AIM OF THE EXERCISE
Each line from the opening of the listing below through the line that contains "match process(event, letterhead, mailer).await" is to be output exactly as written.

SUPPLIED DATA

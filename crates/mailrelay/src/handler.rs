use serde::{Deserialize, Serialize};
use serde_json::{json, Value};
use tracing::{error, info};

use crate::error::RelayError;
use crate::mailer::Mailer;
use crate::message::{ContactSubmission, Letterhead, OutboundEmail, ValidSubmission};

const SUCCESS_MESSAGE: &str = "Message sent and auto-reply sent.";

#[derive(Debug, Clone, Serialize, Deserialize, PartialEq)]
pub struct ApiGatewayResponse {
    #[serde(rename = "statusCode")]
    pub status_code: u16,
    pub headers: Value,
    pub body: String,
}

/// Handles one `POST /send` invocation from an API Gateway (REST or HTTP API)
/// or function-URL envelope.
pub async fn handle_contact_event(
    event: Value,
    letterhead: &Letterhead,
    mailer: &dyn Mailer,
) -> ApiGatewayResponse {
    match process(event, letterhead, mailer).await {
        Ok(()) => success_response(),
        Err(err) => {
            if let RelayError::Delivery(cause) = &err {
                error!(error = %cause, "error sending email");
            }
            error_response(&err)
        }
    }
}

async fn process(
    event: Value,
    letterhead: &Letterhead,
    mailer: &dyn Mailer,
) -> Result<(), RelayError> {
    let method = request_method(&event);
    if method != Some("POST") {
        return Err(RelayError::MethodNotAllowed(method.map(str::to_string)));
    }

    let payload = normalize_apigw_event(event).map_err(RelayError::Validation)?;
    let submission = serde_json::from_value::<ContactSubmission>(payload)
        .map_err(|err| RelayError::Validation(format!("malformed request: {err}")))?
        .validate()?;

    deliver(&submission, letterhead, mailer).await
}

/// Sends the operator notification, then the auto-reply. The first failure
/// ends the request; the auto-reply is never attempted after a failed
/// notification.
pub async fn deliver(
    submission: &ValidSubmission,
    letterhead: &Letterhead,
    mailer: &dyn Mailer,
) -> Result<(), RelayError> {
    mailer
        .send(&OutboundEmail::notification(submission, letterhead))
        .await?;
    mailer
        .send(&OutboundEmail::auto_reply(submission, letterhead))
        .await?;
    info!(name = %submission.name, "contact message relayed");
    Ok(())
}

fn request_method(event: &Value) -> Option<&str> {
    event
        .get("httpMethod")
        .and_then(Value::as_str)
        .or_else(|| event.pointer("/requestContext/http/method").and_then(Value::as_str))
}

fn normalize_apigw_event(event: Value) -> Result<Value, String> {
    let Some(object) = event.as_object() else {
        return Err("request payload must be a JSON object".to_string());
    };

    let Some(body) = object.get("body") else {
        return Ok(event);
    };

    match body {
        Value::Null => Ok(json!({})),
        Value::Object(_) => Ok(body.clone()),
        Value::String(text) => {
            serde_json::from_str(text).map_err(|error| format!("malformed JSON body: {error}"))
        }
        _ => Err("request body must be a JSON object".to_string()),
    }
}

fn success_response() -> ApiGatewayResponse {
    response(200, json!({ "success": true, "message": SUCCESS_MESSAGE }))
}

fn error_response(err: &RelayError) -> ApiGatewayResponse {
    response(err.status_code(), json!({ "error": err.public_message() }))
}

fn response(status_code: u16, payload: Value) -> ApiGatewayResponse {
    ApiGatewayResponse {
        status_code,
        headers: json!({"Content-Type": "application/json"}),
        body: payload.to_string(),
    }
}

#[cfg(test)]
mod tests {
    use std::sync::Mutex;

    use async_trait::async_trait;

    use super::*;
    use crate::error::DeliveryError;

    struct CapturingMailer {
        sent: Mutex<Vec<OutboundEmail>>,
        fail_on_call: Option<usize>,
    }

    impl CapturingMailer {
        fn new() -> Self {
            Self {
                sent: Mutex::new(Vec::new()),
                fail_on_call: None,
            }
        }

        fn failing_on(call: usize) -> Self {
            Self {
                sent: Mutex::new(Vec::new()),
                fail_on_call: Some(call),
            }
        }

        fn sent(&self) -> Vec<OutboundEmail> {
            self.sent.lock().expect("poisoned mutex").clone()
        }
    }

    #[async_trait]
    impl Mailer for CapturingMailer {
        async fn send(&self, email: &OutboundEmail) -> Result<(), DeliveryError> {
            let mut sent = self.sent.lock().expect("poisoned mutex");
            sent.push(email.clone());
            if self.fail_on_call == Some(sent.len()) {
                return Err(DeliveryError::Transport("connection reset".into()));
            }
            Ok(())
        }
    }

    fn letterhead() -> Letterhead {
        Letterhead {
            operator_address: "studio@example.com".into(),
            signature: "Nixate Studio".into(),
        }
    }

    fn rest_event(method: &str, body: Value) -> Value {
        json!({
            "httpMethod": method,
            "path": "/send",
            "body": body.to_string(),
        })
    }

    fn complete_body() -> Value {
        json!({"name": "Ada", "email": "ada@example.com", "message": "Hello"})
    }

    fn body_of(response: &ApiGatewayResponse) -> Value {
        serde_json::from_str(&response.body).expect("body should be JSON")
    }

    #[tokio::test]
    async fn rejects_non_post_methods() {
        let mailer = CapturingMailer::new();
        for method in ["GET", "PUT", "DELETE", "OPTIONS"] {
            let response =
                handle_contact_event(rest_event(method, complete_body()), &letterhead(), &mailer)
                    .await;
            assert_eq!(response.status_code, 405);
            assert_eq!(
                body_of(&response),
                json!({"error": "Only POST requests allowed"})
            );
        }
        assert!(mailer.sent().is_empty());
    }

    #[tokio::test]
    async fn missing_method_is_not_allowed() {
        let mailer = CapturingMailer::new();
        let response = handle_contact_event(complete_body(), &letterhead(), &mailer).await;
        assert_eq!(response.status_code, 405);
    }

    #[tokio::test]
    async fn missing_or_empty_fields_fail_before_sending() {
        let mailer = CapturingMailer::new();
        let bodies = [
            json!({"email": "ada@example.com", "message": "Hello"}),
            json!({"name": "Ada", "email": "", "message": "Hello"}),
            json!({"name": "Ada", "email": "ada@example.com", "message": ""}),
            json!({"name": null, "email": "ada@example.com", "message": "Hello"}),
            json!({}),
        ];
        for body in bodies {
            let response =
                handle_contact_event(rest_event("POST", body), &letterhead(), &mailer).await;
            assert_eq!(response.status_code, 400);
            assert_eq!(body_of(&response), json!({"error": "All fields are required."}));
        }
        assert!(mailer.sent().is_empty());
    }

    #[tokio::test]
    async fn whitespace_only_fields_are_still_sent() {
        let mailer = CapturingMailer::new();
        let body = json!({"name": "Ada", "email": "ada@example.com", "message": "   "});
        let response =
            handle_contact_event(rest_event("POST", body), &letterhead(), &mailer).await;
        assert_eq!(response.status_code, 200);
        assert_eq!(mailer.sent().len(), 2);
    }

    #[tokio::test]
    async fn malformed_json_is_a_validation_error() {
        let mailer = CapturingMailer::new();
        let event = json!({"httpMethod": "POST", "body": "{not json"});
        let response = handle_contact_event(event, &letterhead(), &mailer).await;
        assert_eq!(response.status_code, 400);
        assert!(mailer.sent().is_empty());
    }

    #[tokio::test]
    async fn sends_notification_then_auto_reply() {
        let mailer = CapturingMailer::new();
        let response =
            handle_contact_event(rest_event("POST", complete_body()), &letterhead(), &mailer)
                .await;

        assert_eq!(response.status_code, 200);
        assert_eq!(response.headers["Content-Type"], "application/json");
        assert_eq!(
            body_of(&response),
            json!({"success": true, "message": "Message sent and auto-reply sent."})
        );

        let sent = mailer.sent();
        assert_eq!(sent.len(), 2);
        assert_eq!(sent[0].to, "studio@example.com");
        assert_eq!(sent[0].from, "ada@example.com");
        assert_eq!(sent[1].to, "ada@example.com");
        assert_eq!(sent[1].from, "studio@example.com");
    }

    #[tokio::test]
    async fn accepts_http_api_envelope_with_object_body() {
        let mailer = CapturingMailer::new();
        let event = json!({
            "requestContext": {"http": {"method": "POST", "path": "/send"}},
            "body": complete_body(),
        });
        let response = handle_contact_event(event, &letterhead(), &mailer).await;
        assert_eq!(response.status_code, 200);
        assert_eq!(mailer.sent().len(), 2);
    }

    #[tokio::test]
    async fn first_send_failure_stops_the_request() {
        let mailer = CapturingMailer::failing_on(1);
        let response =
            handle_contact_event(rest_event("POST", complete_body()), &letterhead(), &mailer)
                .await;
        assert_eq!(response.status_code, 500);
        assert_eq!(
            body_of(&response),
            json!({"error": "Something went wrong while sending your message."})
        );
        assert_eq!(mailer.sent().len(), 1);
    }

    #[tokio::test]
    async fn auto_reply_failure_is_reported_after_both_attempts() {
        let mailer = CapturingMailer::failing_on(2);
        let response =
            handle_contact_event(rest_event("POST", complete_body()), &letterhead(), &mailer)
                .await;
        assert_eq!(response.status_code, 500);
        let sent = mailer.sent();
        assert_eq!(sent.len(), 2);
        assert_eq!(sent[0].subject, "New Contact Message from Ada");
    }
}
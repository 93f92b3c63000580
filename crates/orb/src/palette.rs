use std::fmt;
use std::str::FromStr;

use glam::Vec3;
use serde::{Deserialize, Serialize};

use crate::config::ConfigError;

/// Accent colour used for the gradient blend, Fresnel glow, and rim light.
#[derive(Debug, Clone, Copy, PartialEq, Serialize, Deserialize)]
#[serde(try_from = "String", into = "String")]
pub struct BrandColor(Vec3);

impl BrandColor {
    pub const DEFAULT_HEX: &'static str = "#D6FF00";

    pub fn from_rgb8(r: u8, g: u8, b: u8) -> Self {
        Self(Vec3::new(
            f32::from(r) / 255.0,
            f32::from(g) / 255.0,
            f32::from(b) / 255.0,
        ))
    }

    /// Parses `#RRGGBB` (leading `#` optional, case-insensitive).
    pub fn parse(value: &str) -> Result<Self, ConfigError> {
        let trimmed = value.trim();
        let digits = trimmed.strip_prefix('#').unwrap_or(trimmed);
        if digits.len() != 6 || !digits.chars().all(|ch| ch.is_ascii_hexdigit()) {
            return Err(ConfigError::InvalidColor(value.to_string()));
        }
        let channel = |range: std::ops::Range<usize>| {
            u8::from_str_radix(&digits[range], 16)
                .map_err(|_| ConfigError::InvalidColor(value.to_string()))
        };
        Ok(Self::from_rgb8(channel(0..2)?, channel(2..4)?, channel(4..6)?))
    }

    /// Linear 0..1 RGB triple.
    pub fn rgb(&self) -> Vec3 {
        self.0
    }

    pub fn to_hex(&self) -> String {
        let [r, g, b] = self.0.to_array().map(|c| (c.clamp(0.0, 1.0) * 255.0).round() as u8);
        format!("#{r:02X}{g:02X}{b:02X}")
    }
}

impl Default for BrandColor {
    fn default() -> Self {
        Self::from_rgb8(0xD6, 0xFF, 0x00)
    }
}

impl FromStr for BrandColor {
    type Err = ConfigError;

    fn from_str(s: &str) -> Result<Self, Self::Err> {
        Self::parse(s)
    }
}

impl TryFrom<String> for BrandColor {
    type Error = ConfigError;

    fn try_from(value: String) -> Result<Self, Self::Error> {
        Self::parse(&value)
    }
}

impl From<BrandColor> for String {
    fn from(value: BrandColor) -> Self {
        value.to_hex()
    }
}

impl fmt::Display for BrandColor {
    fn fmt(&self, f: &mut fmt::Formatter<'_>) -> fmt::Result {
        f.write_str(&self.to_hex())
    }
}
use glam::{Mat4, Vec2, Vec3};

use crate::config::OrbConfig;
use crate::responsive::{render_target, scale_for_width, RenderTarget};
use crate::shading::WaveParams;

/// Container rectangle in the same coordinate space as pointer events.
#[derive(Debug, Clone, Copy, PartialEq)]
pub struct ContainerRect {
    pub left: f32,
    pub top: f32,
    pub width: f32,
    pub height: f32,
}

impl ContainerRect {
    pub fn from_size(width: f32, height: f32) -> Self {
        Self {
            left: 0.0,
            top: 0.0,
            width,
            height,
        }
    }

    /// Maps a pointer position to `[-1, 1]` on both axes (y grows downwards).
    /// Returns `None` for rectangles without area.
    pub fn normalize(&self, pointer: Vec2) -> Option<Vec2> {
        if !(self.width > 0.0 && self.height > 0.0) {
            return None;
        }
        let nx = ((pointer.x - self.left) / self.width) * 2.0 - 1.0;
        let ny = ((pointer.y - self.top) / self.height) * 2.0 - 1.0;
        Some(Vec2::new(nx, ny))
    }
}

/// Everything the GPU needs to draw one frame.
#[derive(Debug, Clone, Copy, PartialEq)]
pub struct FrameParams {
    pub shader_time: f32,
    pub model: Mat4,
    pub view: Mat4,
    pub projection: Mat4,
    pub camera_position: Vec3,
    pub brand: Vec3,
    pub wave: WaveParams,
    pub target: RenderTarget,
}

/// Mutable animation state shared by the frame, resize, and pointer callbacks.
///
/// `rotation.x` is pitch and `rotation.y` is yaw. The rotation is always the
/// baseline drift for the current `elapsed` plus `pointer_influence`.
#[derive(Debug, Clone)]
pub struct RenderState {
    elapsed: f32,
    target: RenderTarget,
    orb_scale: f32,
    rotation: Vec2,
    pointer_influence: Vec2,
    bob_offset: f32,
    config: OrbConfig,
}

impl RenderState {
    pub fn new(config: OrbConfig) -> Self {
        let mut state = Self {
            elapsed: 0.0,
            target: RenderTarget {
                width: 1,
                height: 1,
            },
            orb_scale: config.default_scale,
            rotation: Vec2::ZERO,
            pointer_influence: Vec2::ZERO,
            bob_offset: 0.0,
            config,
        };
        state.apply_motion();
        state
    }

    pub fn elapsed(&self) -> f32 {
        self.elapsed
    }

    pub fn target(&self) -> RenderTarget {
        self.target
    }

    pub fn aspect(&self) -> f32 {
        self.target.aspect()
    }

    pub fn orb_scale(&self) -> f32 {
        self.orb_scale
    }

    pub fn rotation(&self) -> Vec2 {
        self.rotation
    }

    pub fn pointer_influence(&self) -> Vec2 {
        self.pointer_influence
    }

    pub fn bob_offset(&self) -> f32 {
        self.bob_offset
    }

    pub fn config(&self) -> &OrbConfig {
        &self.config
    }

    pub fn shader_time(&self) -> f32 {
        self.elapsed * self.config.time_scale
    }

    /// Moves the clock forward. Negative or non-finite steps are dropped so
    /// elapsed time stays monotonic.
    pub fn advance(&mut self, dt: f32) {
        if dt.is_finite() && dt > 0.0 {
            self.elapsed += dt;
        }
        self.apply_motion();
    }

    /// Recomputes render target, aspect, and orb scale from the container.
    pub fn resize(
        &mut self,
        container_width: u32,
        container_height: u32,
        viewport_height: u32,
    ) -> RenderTarget {
        self.target = render_target(
            container_width,
            container_height,
            viewport_height,
            self.config.min_height_fraction,
        );
        self.orb_scale = scale_for_width(
            self.target.width,
            &self.config.breakpoints,
            self.config.default_scale,
        );
        self.target
    }

    /// Eases the rotation towards the pointer-derived target by a fixed
    /// fraction of the remaining distance. The offset from the drift baseline
    /// is kept so later frames carry it forward. Returns false when the
    /// bounds cannot normalise the pointer.
    pub fn pointer_moved(&mut self, pointer: Vec2, bounds: &ContainerRect) -> bool {
        let Some(normalized) = bounds.normalize(pointer) else {
            return false;
        };
        let settings = self.config.pointer;
        let target = Vec2::new(
            -normalized.y * settings.pitch_gain,
            normalized.x * settings.yaw_gain,
        );
        self.rotation += (target - self.rotation) * settings.easing;
        self.pointer_influence = self.rotation - self.baseline_rotation();
        true
    }

    /// Drift-only rotation for the current elapsed time.
    pub fn baseline_rotation(&self) -> Vec2 {
        let motion = self.config.motion;
        let t = self.elapsed;
        Vec2::new(
            (t * motion.wobble_rate).sin() * motion.wobble_amplitude,
            t * motion.drift_rate,
        )
    }

    pub fn model_matrix(&self) -> Mat4 {
        Mat4::from_translation(Vec3::new(0.0, self.bob_offset, 0.0))
            * Mat4::from_rotation_x(self.rotation.x)
            * Mat4::from_rotation_y(self.rotation.y)
            * Mat4::from_scale(Vec3::splat(self.orb_scale))
    }

    pub fn camera_position(&self) -> Vec3 {
        Vec3::new(0.0, 0.0, self.config.camera.distance)
    }

    pub fn frame(&self) -> FrameParams {
        let camera = self.config.camera;
        let camera_position = self.camera_position();
        FrameParams {
            shader_time: self.shader_time(),
            model: self.model_matrix(),
            view: Mat4::look_at_rh(camera_position, Vec3::ZERO, Vec3::Y),
            projection: Mat4::perspective_rh(
                camera.fov_degrees.to_radians(),
                self.aspect(),
                camera.near,
                camera.far,
            ),
            camera_position,
            brand: self.config.brand_color.rgb(),
            wave: WaveParams::from(&self.config),
            target: self.target,
        }
    }

    fn apply_motion(&mut self) {
        let motion = self.config.motion;
        self.rotation = self.baseline_rotation() + self.pointer_influence;
        self.bob_offset = (self.elapsed * motion.bob_rate).sin() * motion.bob_amplitude;
    }
}

#[cfg(test)]
mod tests {
    use approx::assert_relative_eq;

    use super::*;

    fn state() -> RenderState {
        RenderState::new(OrbConfig::default())
    }

    #[test]
    fn advance_accumulates_and_drifts() {
        let mut state = state();
        state.advance(0.5);
        state.advance(1.5);
        assert_relative_eq!(state.elapsed(), 2.0);
        assert_relative_eq!(state.rotation().y, 0.16);
        assert_relative_eq!(state.rotation().x, (2.0_f32 * 0.12).sin() * 0.03);
        assert_relative_eq!(state.bob_offset(), (2.0_f32 * 0.5).sin() * 0.045);
        assert_relative_eq!(state.shader_time(), 1.8);
    }

    #[test]
    fn advance_ignores_negative_and_nan_steps() {
        let mut state = state();
        state.advance(1.0);
        state.advance(-0.5);
        state.advance(f32::NAN);
        state.advance(f32::INFINITY);
        assert_relative_eq!(state.elapsed(), 1.0);
    }

    #[test]
    fn resize_applies_breakpoints() {
        let mut state = state();
        for (width, expected) in [(400, 0.7), (600, 0.85), (900, 0.95), (1200, 1.0)] {
            state.resize(width, 300, 800);
            assert_eq!(state.orb_scale(), expected, "width {width}");
        }
        assert_eq!(state.target().height, 360);
        assert_relative_eq!(state.aspect(), 1200.0 / 360.0);
    }

    #[test]
    fn pointer_step_is_fraction_of_remaining_delta() {
        let mut state = state();
        let bounds = ContainerRect::from_size(200.0, 100.0);
        // Right edge, vertical centre: yaw target 0.25, pitch target 0.
        assert!(state.pointer_moved(Vec2::new(200.0, 50.0), &bounds));
        assert_relative_eq!(state.rotation().y, 0.25 * 0.06);
        assert_relative_eq!(state.rotation().x, 0.0);

        let before = state.rotation().y;
        state.pointer_moved(Vec2::new(200.0, 50.0), &bounds);
        let step = state.rotation().y - before;
        assert_relative_eq!(step, (0.25 - before) * 0.06, epsilon = 1e-7);
    }

    #[test]
    fn pointer_eases_rotation_after_drift() {
        let mut state = state();
        let bounds = ContainerRect::from_size(200.0, 100.0);
        state.advance(10.0);
        let before = state.rotation();
        assert!(before.y > 0.25);

        state.pointer_moved(Vec2::new(200.0, 50.0), &bounds);
        let after = state.rotation();
        assert_relative_eq!(after.y, before.y + (0.25 - before.y) * 0.06, epsilon = 1e-6);
        assert_relative_eq!(after.x, before.x * (1.0 - 0.06), epsilon = 1e-6);
        assert_relative_eq!(
            state.pointer_influence().y,
            after.y - state.baseline_rotation().y,
            epsilon = 1e-6
        );

        for _ in 0..2000 {
            state.pointer_moved(Vec2::new(200.0, 50.0), &bounds);
        }
        assert_relative_eq!(state.rotation().y, 0.25, epsilon = 1e-4);
    }

    #[test]
    fn pointer_converges_without_overshoot() {
        let mut state = state();
        let bounds = ContainerRect {
            left: 10.0,
            top: 20.0,
            width: 100.0,
            height: 100.0,
        };
        // Top-left corner: yaw target -0.25, pitch target +0.12.
        let pointer = Vec2::new(10.0, 20.0);
        let mut previous_gap = f32::MAX;
        for _ in 0..400 {
            state.pointer_moved(pointer, &bounds);
            let rotation = state.rotation();
            assert!(rotation.y >= -0.25 - 1e-6);
            assert!(rotation.x <= 0.12 + 1e-6);
            let gap = (rotation.y + 0.25).abs();
            assert!(gap <= previous_gap);
            previous_gap = gap;
        }
        assert_relative_eq!(state.rotation().y, -0.25, epsilon = 1e-4);
        assert_relative_eq!(state.rotation().x, 0.12, epsilon = 1e-4);
    }

    #[test]
    fn pointer_influence_adds_to_drift() {
        let mut state = state();
        let bounds = ContainerRect::from_size(100.0, 100.0);
        state.pointer_moved(Vec2::new(100.0, 0.0), &bounds);
        let influence = state.pointer_influence();
        state.advance(3.0);
        let expected = state.baseline_rotation() + influence;
        assert_relative_eq!(state.rotation().x, expected.x);
        assert_relative_eq!(state.rotation().y, expected.y);
    }

    #[test]
    fn pointer_ignored_for_empty_bounds() {
        let mut state = state();
        assert!(!state.pointer_moved(Vec2::new(5.0, 5.0), &ContainerRect::from_size(0.0, 10.0)));
        assert_eq!(state.pointer_influence(), Vec2::ZERO);
    }

    #[test]
    fn frame_uses_camera_and_scale() {
        let mut state = state();
        state.resize(400, 400, 400);
        let frame = state.frame();
        assert_eq!(frame.camera_position, Vec3::new(0.0, 0.0, 3.2));
        let edge = frame.model.transform_point3(Vec3::X);
        assert_relative_eq!(edge.length(), 0.7, epsilon = 1e-5);
        assert_eq!(frame.target, state.target());
        assert_relative_eq!(frame.wave.amplitude, 0.12);
    }
}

TASK RESULT
filename crates/mailrelay/src/handler.rs
use serde::{Deserialize, Serialize};
use serde_json::{json, Value};
use tracing::{error, info};

use crate::error::RelayError;
use crate::mailer::Mailer;
use crate::message::{ContactSubmission, Letterhead, OutboundEmail, ValidSubmission};

const SUCCESS_MESSAGE: &str = "Message sent and auto-reply sent.";

#[derive(Debug, Clone, Serialize, Deserialize, PartialEq)]
pub struct ApiGatewayResponse {
    #[serde(rename = "statusCode")]
    pub status_code: u16,
    pub headers: Value,
    pub body: String,
}

/// Handles one `POST /send` invocation from an API Gateway (REST or HTTP API)
/// or function-URL envelope.
pub async fn handle_contact_event(
    event: Value,
    letterhead: &Letterhead,
    mailer: &dyn Mailer,
) -> ApiGatewayResponse {
    match process(event, letterhead, mailer).await {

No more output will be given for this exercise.